The rover's steady creep over Gale crater's sedimentary rocks has brought it in contact with a number of curious deposits that include various chlorinated and sulfur-containing organic compounds and nitrates, flagging the possibility more complex indicators of life could also be found in the ancient rock.
The researchers used an experimental procedure involving a chemical enhancer to analyze mineral samples taken from a hole drilled into a mudstone deposit named Cumberland.
The experiment's conditions allowed them to cook off molecular oxygen to limit the risk of combustion when they cranked the temperature to around 850 °C (1,562 °F) for a gas chromatography–mass spectrometry procedure.
Among the readings were several of the longest chains of carbon seen on Mars to date – miniscule concentrations of saturated hydrocarbon chains in the form of decane (C10H22), undecane (C11H24), and dodecane (C12H26).
The researchers conducted a number of analytical experiments under laboratory conditions to show how Mars-like mineral conditions could generate the carbon chains from other organic compounds, including benzoic acid, which was also present in their sample.
In any case, the sample analysis and the laboratory work both strongly point to sizable strings of carbon molecules being present in the Martian mudstone.
"The detected molecules are 10, 11, and 12 linear carbon chains, known as alkanes or hydrocarbons," Freissinet said to ScienceAlert.
"This differs significantly from previous detection which were aromatic molecules – [which are] circular rings – of maximum six carbons. Circular rings are more stable than linear molecules."

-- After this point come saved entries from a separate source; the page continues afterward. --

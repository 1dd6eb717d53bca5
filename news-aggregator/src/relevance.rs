/// Keyword classifier deciding whether a piece of text is on topic.
///
/// Matching is a plain case-insensitive substring test: no stemming and no
/// tokenization, so `"ianfu"` also matches inside longer words.
#[derive(Debug, Clone)]
pub struct RelevanceFilter {
    keywords: Vec<String>,
}

impl RelevanceFilter {
    pub fn new<I, S>(keywords: I) -> Self
    where
        I: IntoIterator<Item = S>,
        S: AsRef<str>,
    {
        let keywords = keywords
            .into_iter()
            .map(|k| k.as_ref().trim().to_lowercase())
            .filter(|k| !k.is_empty())
            .collect();
        Self { keywords }
    }

    pub fn keywords(&self) -> &[String] {
        &self.keywords
    }

    pub fn is_relevant(&self, title: &str, content: Option<&str>) -> bool {
        let text = format!("{} {}", title, content.unwrap_or("")).to_lowercase();
        self.keywords.iter().any(|keyword| text.contains(keyword.as_str()))
    }
}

If the compounds were indeed present in the rock, there's every possibility they were 'built' from simpler molecules like hydrogen and carbon monoxide without any support from a living organism.
Yet it is tempting to consider other possibilities, including a breakdown of even more complex compounds that may be signs of biology. Our own bodies, for example, contain a rich variety of carboxylic acids of the very kind that may be preserved in the sedimentary rock.
"Although abiotic processes can form these acids, they are considered universal products of biochemistry, terrestrial, and perhaps Martian," the researchers conclude.
At the very least, we now know our current technology is capable of literally scratching the surface of chemistry on Mars.
We're far from determining whether any kind of life is fossilized, or even persisting, deep beneath the surface in places where water might still seep. That will almost certainly require future missions, but those future missions will be informed by findings just like this.
For the time being, nobody can blame us for indulging in a moment of wonder at the possibility that these long chains of carbon were once linked together in a life form that evolved on another world.
This research was published in PNAS.